Please give back, word for word, each line from the start of the entries through the one in which "a monster that" is found.

++++ Data supplied ++++

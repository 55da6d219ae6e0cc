//! Per-instance behavior tables.
//!
//! Instead of one subclass per kind of thing, every [`Thing`] carries a table
//! of named behavior functions, each defaulting to the shared baseline. A
//! one-off personality (a parrot that chases dropped bread, a monster that
//! leaves an edible corpse) is expressed by overriding single entries at
//! construction time via [`crate::state::ThingBuilder`].
//!
//! Behavior functions are pure: they read the world and return values or
//! follow-up [`Action`]s; all mutation happens in the action that consumes
//! the returned outcome. That purity is what lets the dispatch engine invoke
//! hooks mid-cascade without aliasing trouble.

use crate::action::{
    Action, AttackAction, DropAction, EatAction, GoAction, LookAction, PlayerAttackAction,
    SayAction, TakeAction, TurnAction,
};
use crate::attack::Attack;
use crate::state::{Thing, World};
use crate::text::{a, number_of};

/// How a thing renders itself. Exactly one of the two is ever active.
pub enum Describe {
    Text(String),
    With(Box<dyn Fn(&Thing, &World) -> String>),
}

/// Result of eating a thing: what to say, and whether the thing is gone.
#[derive(Clone, Debug, PartialEq, Eq)]
pub struct EatOutcome {
    pub narration: String,
    pub consumed: bool,
}

/// Result of an attack landing on a thing. Computed pure, applied by
/// [`crate::action::AttackAction`].
#[derive(Clone, Debug, PartialEq, Eq)]
pub struct AttackOutcome {
    pub damage: i32,
    pub narration: String,
    pub destroyed: bool,
}

pub type EatFn = Box<dyn Fn(&Thing, &World) -> EatOutcome>;
pub type AttackFn = Box<dyn Fn(&Thing, &World) -> Attack>;
pub type ApplyAttackFn = Box<dyn Fn(&Thing, &World, &Attack) -> AttackOutcome>;

/// A reactive hook: invoked when an action of type `A` happens nearby,
/// returns follow-up actions in the order they should be dispatched.
pub type Hook<A> = Box<dyn Fn(&Thing, &World, &A) -> Vec<Action>>;

/// The full capability table of a thing.
pub struct Behavior {
    pub describe: Describe,
    pub eat: EatFn,
    pub attack: AttackFn,
    pub apply_attack: ApplyAttackFn,
    pub on_turn: Hook<TurnAction>,
    pub on_enter: Hook<GoAction>,
    pub on_take: Hook<TakeAction>,
    pub on_drop: Hook<DropAction>,
    pub on_look: Hook<LookAction>,
    pub on_eat: Hook<EatAction>,
    pub on_say: Hook<SayAction>,
    pub on_attack: Hook<AttackAction>,
    pub on_player_attack: Hook<PlayerAttackAction>,
}

impl Behavior {
    /// The baseline table: fixed description, inedible, useless as a weapon,
    /// standard attack resolution, no reactions.
    pub fn baseline(description: impl Into<String>) -> Self {
        Self {
            describe: Describe::Text(description.into()),
            eat: Box::new(default_eat),
            attack: Box::new(default_attack),
            apply_attack: Box::new(default_apply_attack),
            on_turn: empty_hook(),
            on_enter: empty_hook(),
            on_take: empty_hook(),
            on_drop: empty_hook(),
            on_look: empty_hook(),
            on_eat: empty_hook(),
            on_say: empty_hook(),
            on_attack: empty_hook(),
            on_player_attack: empty_hook(),
        }
    }
}

fn empty_hook<A>() -> Hook<A> {
    Box::new(|_, _, _| Vec::new())
}

/// Baseline eat: refusal, nothing consumed.
pub fn default_eat(thing: &Thing, world: &World) -> EatOutcome {
    EatOutcome {
        narration: format!("Yuck. You can't eat {}.", a(&thing.description(world))),
        consumed: false,
    }
}

/// Baseline weapon value: no damage, futility narration.
pub fn default_attack(thing: &Thing, world: &World) -> Attack {
    Attack::useless(format!(
        "{} is not an effective weapon.",
        a(&thing.description(world))
    ))
}

/// Baseline attack resolution: monsters take the damage and are wounded or
/// dead by the sign of the remaining hit points (dead monsters are removed
/// from their location); anything else rejects the attack outright.
pub fn default_apply_attack(thing: &Thing, _world: &World, attack: &Attack) -> AttackOutcome {
    if thing.is_monster() {
        let damage = attack.damage();
        let remaining = thing.hit_points() - damage;
        let fate = if remaining > 0 {
            "wounded but still alive. And now it's mad."
        } else {
            "dead. Good job, murderer."
        };
        AttackOutcome {
            damage,
            narration: format!(
                "After {} of damage, the {} is {}",
                number_of(damage, "point"),
                thing.name(),
                fate
            ),
            destroyed: remaining <= 0,
        }
    } else {
        AttackOutcome {
            damage: 0,
            narration: format!(
                "I don't know why you're attacking an innocent {}.",
                thing.name()
            ),
            destroyed: false,
        }
    }
}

++++

### Result of the exercise
repository 55da6d219ae6e0cc
//! Per-instance behavior tables.
//!
//! Instead of one subclass per kind of thing, every [`Thing`] carries a table
//! of named behavior functions, each defaulting to the shared baseline. A
//! one-off personality (a parrot that chases dropped bread, a monster that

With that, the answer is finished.